The coup that toppled this central African nation's fragile coalition government was needed to stop widespread killing between Hutus and Tutsis, the newly installed leader of Burundi said Friday.

"The change is not a classic coup," Pierre Buyoya, the 46-year-old Tutsi major said at his first news conference since the army deposed Hutu president Sylvestre Ntibantunganya on Thursday in an apparently bloodless takeover."It is an action to save a people in distress and stop repeated massacres and killings all over the country."

Life appeared to return to normal in the capital Friday, where soldiers removed roadblocks and people went about their business.
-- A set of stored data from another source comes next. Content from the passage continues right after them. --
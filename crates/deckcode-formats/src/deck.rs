//! Deck data model: card identifiers, zones and the three-zone deck

use serde::{Deserialize, Serialize};
use std::fmt;
use std::str::FromStr;

/// Opaque catalog identifier for a card
///
/// The codec never checks whether an identifier exists in any catalog; that is
/// the job of a [`CardResolver`](crate::resolver::CardResolver).
#[derive(Debug, Clone, Copy, PartialEq, Eq, PartialOrd, Ord, Hash, Serialize, Deserialize)]
#[serde(transparent)]
pub struct CardId(u64);

impl CardId {
    /// Create a card identifier from its raw value
    pub const fn new(raw: u64) -> Self {
        Self(raw)
    }

    /// Raw identifier value
    pub const fn get(self) -> u64 {
        self.0
    }
}

impl From<u64> for CardId {
    fn from(raw: u64) -> Self {
        Self(raw)
    }
}

impl From<u32> for CardId {
    fn from(raw: u32) -> Self {
        Self(u64::from(raw))
    }
}

impl fmt::Display for CardId {
    fn fmt(&self, f: &mut fmt::Formatter<'_>) -> fmt::Result {
        fmt::Display::fmt(&self.0, f)
    }
}

impl FromStr for CardId {
    type Err = std::num::ParseIntError;

    fn from_str(s: &str) -> Result<Self, Self::Err> {
        s.parse::<u64>().map(Self)
    }
}

/// One of the three deck partitions
#[derive(Debug, Clone, Copy, PartialEq, Eq, Hash, Serialize, Deserialize)]
#[serde(rename_all = "lowercase")]
pub enum Zone {
    /// Main deck
    Main,
    /// Extra deck
    Extra,
    /// Side deck
    Side,
}

impl Zone {
    /// All zones in canonical wire order
    pub const ALL: [Self; 3] = [Self::Main, Self::Extra, Self::Side];

    /// Lowercase zone name
    pub const fn name(self) -> &'static str {
        match self {
            Self::Main => "main",
            Self::Extra => "extra",
            Self::Side => "side",
        }
    }
}

impl fmt::Display for Zone {
    fn fmt(&self, f: &mut fmt::Formatter<'_>) -> fmt::Result {
        f.write_str(self.name())
    }
}

/// A deck split into main, extra and side zones
///
/// Each zone is an ordered multiset: duplicates and order are significant and
/// every codec in this crate preserves them exactly.
#[derive(Debug, Clone, Default, PartialEq, Eq, Hash, Serialize, Deserialize)]
pub struct Deck {
    /// Main deck cards in order
    pub main: Vec<CardId>,
    /// Extra deck cards in order
    pub extra: Vec<CardId>,
    /// Side deck cards in order
    pub side: Vec<CardId>,
}

impl Deck {
    /// Create an empty deck
    pub fn new() -> Self {
        Self::default()
    }

    /// Create a deck from its three zones
    pub fn from_zones(main: Vec<CardId>, extra: Vec<CardId>, side: Vec<CardId>) -> Self {
        Self { main, extra, side }
    }

    /// Start building a deck card by card
    pub fn builder() -> DeckBuilder {
        DeckBuilder::new()
    }

    /// Cards in the given zone
    pub fn zone(&self, zone: Zone) -> &[CardId] {
        match zone {
            Zone::Main => &self.main,
            Zone::Extra => &self.extra,
            Zone::Side => &self.side,
        }
    }

    /// Mutable access to a zone
    pub fn zone_mut(&mut self, zone: Zone) -> &mut Vec<CardId> {
        match zone {
            Zone::Main => &mut self.main,
            Zone::Extra => &mut self.extra,
            Zone::Side => &mut self.side,
        }
    }

    /// Iterate zones with their cards in canonical order
    pub fn zones(&self) -> impl Iterator<Item = (Zone, &[CardId])> {
        Zone::ALL.into_iter().map(move |zone| (zone, self.zone(zone)))
    }

    /// Total number of cards across all zones
    pub fn len(&self) -> usize {
        self.main.len() + self.extra.len() + self.side.len()
    }

    /// True when every zone is empty
    pub fn is_empty(&self) -> bool {
        self.len() == 0
    }

    /// Every card in wire order (main, extra, side)
    pub fn iter(&self) -> impl Iterator<Item = CardId> + '_ {
        self.main
            .iter()
            .chain(&self.extra)
            .chain(&self.side)
            .copied()
    }
}

/// Incremental deck construction
#[derive(Debug, Clone, Default)]
pub struct DeckBuilder {
    deck: Deck,
}

impl DeckBuilder {
    /// Create an empty builder
    pub fn new() -> Self {
        Self::default()
    }

    /// Append a card to the main deck
    pub fn main(mut self, id: impl Into<CardId>) -> Self {
        self.deck.main.push(id.into());
        self
    }

    /// Append a card to the extra deck
    pub fn extra(mut self, id: impl Into<CardId>) -> Self {
        self.deck.extra.push(id.into());
        self
    }

    /// Append a card to the side deck
    pub fn side(mut self, id: impl Into<CardId>) -> Self {
        self.deck.side.push(id.into());
        self
    }

    /// Append `copies` of a card to a zone
    pub fn add(mut self, zone: Zone, id: impl Into<CardId>, copies: usize) -> Self {
        let id = id.into();
        self.deck
            .zone_mut(zone)
            .extend(std::iter::repeat_n(id, copies));
        self
    }

    /// Finish the deck
    pub fn build(self) -> Deck {
        self.deck
    }
}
However, the Hutu leader of Burundi's largest political party - the senior coalition partner in the overthrown Tutsi-Hutu government - rejected Buyoya's claims and called for the rapid deployment of an international force to restore peace and security and to protect Hutus.
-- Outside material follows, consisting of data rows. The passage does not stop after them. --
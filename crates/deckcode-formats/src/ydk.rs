//! Plaintext YDK deck lists
//!
//! A YDK list is UTF-8 text with one decimal card identifier per line, split
//! into zones by three sentinel lines that must appear once each, in order:
//!
//! ```text
//! #main
//! 89631139
//! 89631139
//! #extra
//! 44508094
//! !side
//! ```
//!
//! Blank lines and lines that are not plain decimal digits are errors; they
//! are never skipped. That includes the `#created by ...` comment line that
//! deck editors put at the top of `.ydk` files, so such files need it removed
//! before import. LF and CRLF line endings are both accepted.

use crate::deck::{CardId, Deck, Zone};
use crate::error::{DecodeResult, DecodingError};
use std::io::{self, Write};

/// Sentinel opening the main zone
pub const MAIN_SENTINEL: &str = "#main";
/// Sentinel opening the extra zone
pub const EXTRA_SENTINEL: &str = "#extra";
/// Sentinel opening the side zone
pub const SIDE_SENTINEL: &str = "!side";

/// Sentinel line for a zone
pub const fn sentinel(zone: Zone) -> &'static str {
    match zone {
        Zone::Main => MAIN_SENTINEL,
        Zone::Extra => EXTRA_SENTINEL,
        Zone::Side => SIDE_SENTINEL,
    }
}

fn zone_of_sentinel(line: &str) -> Option<Zone> {
    Zone::ALL.into_iter().find(|zone| sentinel(*zone) == line)
}

/// True when any line of `text` is a YDK sentinel
pub fn looks_like_ydk(text: &str) -> bool {
    text.lines().any(|line| zone_of_sentinel(line.trim()).is_some())
}

/// Write `deck` as a YDK list
pub fn write_ydk<W: Write>(deck: &Deck, writer: &mut W) -> io::Result<()> {
    for (zone, cards) in deck.zones() {
        writeln!(writer, "{}", sentinel(zone))?;
        for id in cards {
            writeln!(writer, "{id}")?;
        }
    }
    writer.flush()
}

/// Render `deck` as a YDK list (LF endings, trailing newline)
pub fn to_ydk(deck: &Deck) -> String {
    let mut out = String::with_capacity(32 + deck.len() * 9);
    for (zone, cards) in deck.zones() {
        out.push_str(sentinel(zone));
        out.push('\n');
        for id in cards {
            out.push_str(&id.to_string());
            out.push('\n');
        }
    }
    out
}

/// Parse a YDK list
pub fn parse_ydk(text: &str) -> DecodeResult<Deck> {
    let text = text.strip_prefix('\u{FEFF}').unwrap_or(text);

    let mut deck = Deck::new();
    let mut current: Option<Zone> = None;

    for (index, raw) in text.lines().enumerate() {
        let line = raw.trim();
        let invalid = || DecodingError::InvalidLine {
            line: index + 1,
            content: raw.to_string(),
        };

        if let Some(zone) = zone_of_sentinel(line) {
            // Sentinels must advance by exactly one zone.
            let expected = match current {
                None => Zone::Main,
                Some(Zone::Main) => Zone::Extra,
                Some(Zone::Extra) => Zone::Side,
                Some(Zone::Side) => return Err(invalid()),
            };
            if zone != expected {
                return Err(invalid());
            }
            current = Some(zone);
            continue;
        }

        let Some(zone) = current else {
            return Err(invalid());
        };
        // Digits only: `u64::from_str` would also take a leading `+`.
        if !line.bytes().all(|b| b.is_ascii_digit()) {
            return Err(invalid());
        }
        let id: CardId = line.parse().map_err(|_| invalid())?;
        deck.zone_mut(zone).push(id);
    }

    match current {
        Some(Zone::Side) => Ok(deck),
        None => Err(DecodingError::MissingSection(MAIN_SENTINEL)),
        Some(Zone::Main) => Err(DecodingError::MissingSection(EXTRA_SENTINEL)),
        Some(Zone::Extra) => Err(DecodingError::MissingSection(SIDE_SENTINEL)),
    }
}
Jean Minani, in a statement from exile in Nairobi, Kenya, also called on members of his Hutu Sahawaya-FRODEBU Party to "forcefully reject" Buyoya's "return by the barrel of the gun."

"Do not fall into the trap laid by the putschists in giving into violence that could be deadly, and do not give them any pretext for savage, barbarous and bloody repression," he said.

Western leaders have condemned the coup, fearing it could bring on ethnic warfare on the scale of neighboring Rwanda's genocide, but have said nothing about sending troops to restore Ntibantunganya.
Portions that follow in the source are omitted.